Saturday, September 26, 2009

on Otto's Mysterium Tremendum: Consonance

The reason for our reason surpasses all reasoning. I have seen a lake, a field, a storm. God is not the lake or the field or the storm, but through the lake and field and storm I have glimpsed God not face to face but perhaps in passing. The lake and field and storm are vital to me but in no way essential to God who is extra to everything; only others, only things external to ourselves can waken us internally, through and through.

I imagine the lake and field and storm but can in no way have just imagined them or they would be dreams and not desires, not objects of desire that awaken my desire for God who is in the lake, in the waters, in the depths. I cannot swim but experienced swimming in love, in numen, an altogether different thing from imagining, from talking about swimming or thinking of swimming in passing. There are no analogies: swim like a duck? With skinny webbed feet and no arms and without perhaps getting wet at all? Perish the thought, always murder, murder the idea.
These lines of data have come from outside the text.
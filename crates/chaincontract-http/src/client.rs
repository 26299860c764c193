//! HTTP JSON-RPC client backed by `reqwest`.
//!
//! Transient failures (connection errors, non-2xx statuses, timeouts) are
//! retried with exponential backoff. JSON-RPC error objects are answers, not
//! failures, and are returned to the caller untouched.

use std::time::Duration;

use async_trait::async_trait;
use chaincontract_core::{JsonRpcRequest, JsonRpcResponse, RpcTransport, TransportError};
use serde_json::Value;
use tracing::{debug, error, warn};

use crate::retry::{RetryConfig, RetryPolicy};

/// Configuration for [`HttpRpcClient`].
#[derive(Debug, Clone)]
pub struct HttpClientConfig {
    pub retry: RetryConfig,
    pub request_timeout: Duration,
}

impl Default for HttpClientConfig {
    fn default() -> Self {
        Self {
            retry: RetryConfig::default(),
            request_timeout: Duration::from_secs(30),
        }
    }
}

/// HTTP JSON-RPC transport.
pub struct HttpRpcClient {
    url: String,
    http: reqwest::Client,
    retry: RetryPolicy,
    request_timeout: Duration,
}

impl HttpRpcClient {
    /// Create a client for the given JSON-RPC endpoint URL.
    pub fn new(url: impl Into<String>, config: HttpClientConfig) -> Result<Self, TransportError> {
        let http = reqwest::Client::builder()
            .timeout(config.request_timeout)
            .build()
            .map_err(|e| TransportError::Other(format!("cannot build HTTP client: {e}")))?;
        Ok(Self {
            url: url.into(),
            http,
            retry: RetryPolicy::new(config.retry),
            request_timeout: config.request_timeout,
        })
    }

    /// Create with default configuration.
    pub fn default_for(url: impl Into<String>) -> Result<Self, TransportError> {
        Self::new(url, HttpClientConfig::default())
    }

    fn map_reqwest(&self, e: reqwest::Error) -> TransportError {
        if e.is_timeout() {
            TransportError::Timeout {
                ms: self.request_timeout.as_millis() as u64,
            }
        } else {
            TransportError::Http(e.to_string())
        }
    }

    async fn post(&self, body: &impl serde::Serialize) -> Result<Value, TransportError> {
        let resp = self
            .http
            .post(&self.url)
            .json(body)
            .send()
            .await
            .map_err(|e| self.map_reqwest(e))?;

        if !resp.status().is_success() {
            let status = resp.status().as_u16();
            let body = resp.text().await.unwrap_or_default();
            return Err(TransportError::Http(format!("HTTP {status}: {body}")));
        }
        let bytes = resp.bytes().await.map_err(|e| self.map_reqwest(e))?;
        Ok(serde_json::from_slice(&bytes)?)
    }

    /// POST `body`, retrying transient failures.
    async fn post_with_retry(&self, body: &impl serde::Serialize, what: &str) -> Result<Value, TransportError> {
        let mut attempt = 0u32;
        loop {
            attempt += 1;
            match self.post(body).await {
                Ok(v) => return Ok(v),
                Err(e) if e.is_retryable() => match self.retry.next_delay(attempt) {
                    Some(delay) => {
                        warn!(
                            attempt,
                            delay_ms = delay.as_millis() as u64,
                            error = %e,
                            url = %self.url,
                            what,
                            "retrying request"
                        );
                        tokio::time::sleep(delay).await;
                    }
                    None => {
                        error!(attempt, error = %e, url = %self.url, what, "max retries exceeded");
                        return Err(e);
                    }
                },
                Err(e) => return Err(e),
            }
        }
    }
}

#[async_trait]
impl RpcTransport for HttpRpcClient {
    async fn send(&self, req: JsonRpcRequest) -> Result<JsonRpcResponse, TransportError> {
        debug!(method = %req.method, url = %self.url, "http rpc");
        let value = self.post_with_retry(&req, &req.method).await?;
        Ok(serde_json::from_value(value)?)
    }

    /// One HTTP call carrying all requests as a JSON array. Responses are
    /// returned in request order regardless of the order the node used.
    async fn send_batch(&self, reqs: Vec<JsonRpcRequest>) -> Result<Vec<JsonRpcResponse>, TransportError> {
        if reqs.is_empty() {
            return Ok(vec![]);
        }
        debug!(size = reqs.len(), url = %self.url, "http rpc batch");
        let value = self.post_with_retry(&reqs, "batch").await?;
        let mut responses: Vec<JsonRpcResponse> = serde_json::from_value(value)?;

        let mut ordered = Vec::with_capacity(reqs.len());
        for req in &reqs {
            let pos = responses
                .iter()
                .position(|r| r.id == req.id)
                .ok_or_else(|| TransportError::UnexpectedResponse {
                    method: req.method.clone(),
                    reason: "missing from batch response".into(),
                })?;
            ordered.push(responses.swap_remove(pos));
        }
        Ok(ordered)
    }

    fn url(&self) -> &str {
        &self.url
    }
}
Swimming makes one wet. Swimming in love makes one wet forever. I have always been a soggy person, the waters of my baptism never quite dried off, although as I say I could not of course have ever have swum to start with, buoyancy is impossible. One always sinks, that is what we do. It is all that we can do, God is unfathomable, we cannot reach the depths. There is no walking on the bottom; we must swim from one moment to another, from one word to another - yet we have never, ever learned how to accomplish this. The idea that we can do so is fiction, imaginary and unimaginable.

I have seen a lake, a field, a storm. The field of all experience is of course as flat as the lake of love; we are surface creatures and where we cannot swim we perhaps must walk. But how does one walk? The field is a maze of sun and shadow, we are blinded by darkness and by light. We must grope our way because we are so dazzled that the darkness is not evil and the luminous is not goodness, we cannot tell them apart, that is the cause of our blindness. It is frightening, is it not?

The field is terrible but it is all that we have, the most that we can ever have. We tremble to cross. We must dread the moment of our step, it shall feel like an entire leap into we know not what not because we have no idea- as I have said we must of course grope- but because our idea might be, must be unreliable in the awful weave of darkness and of light. We have never done anything like this before, we have now fallen off our ass and must perhaps await a voice, a whisper, a roar.

A map, a legend would be worthless because the clouds that make the shadow and the sun that makes the light are both always moving and in any case could kill us, and might do so arbitrarily. We cannot say where we go but only that we should, that we must. We cannot cross the field but there is no place else to go, no other place worth going. We must lift up our eyes.

We would see a storm, the one we must into, the oldest tempest that ever was or will. We cannot understand the storm, but the storm is not our lack of understanding. It is an analogy that works until it doesn’t. The storm is mostly raging silence, it is the wind we cannot hear that most tempts us to shout. But what would we say? We cannot think through the torrent of our hearts. Whether over the surface of the water or the field of the desert the storm is most exciting. We cannot look away and must say, must do something for this something that might kill us but sends us rain instead.

It is not that we have not been talking, but that until the storm we had not known what we were saying, our minds were caught in other things, golden calves and such. Now we have seen the storm of everything and nothing and been saved from boredom and from indolence, we have been spoken to. It is the storm that we have been waiting for but cannot possibly have apprehended. There were no meteorologists for this one, no soothsayers who could scry those clouds. This one came right up out of nowhere, though the eldest could feel it in their bones.

One might say that something is coming but never known precisely what it was, because there has been nothing like this storm before, though of course the storm has always been. It is like sex, this storm, everyone thinks it’s new and maybe it is, though it’s been around forever. Just because we’ve never seen a storm doesn’t mean we ourselves haven’t been such, tempests of darkness and of light. Light shines on light, wave resounds upon wave, and deepness calls to deep, and our hearts and thoughts unfold across creation as they always and never have before, and always and never will again.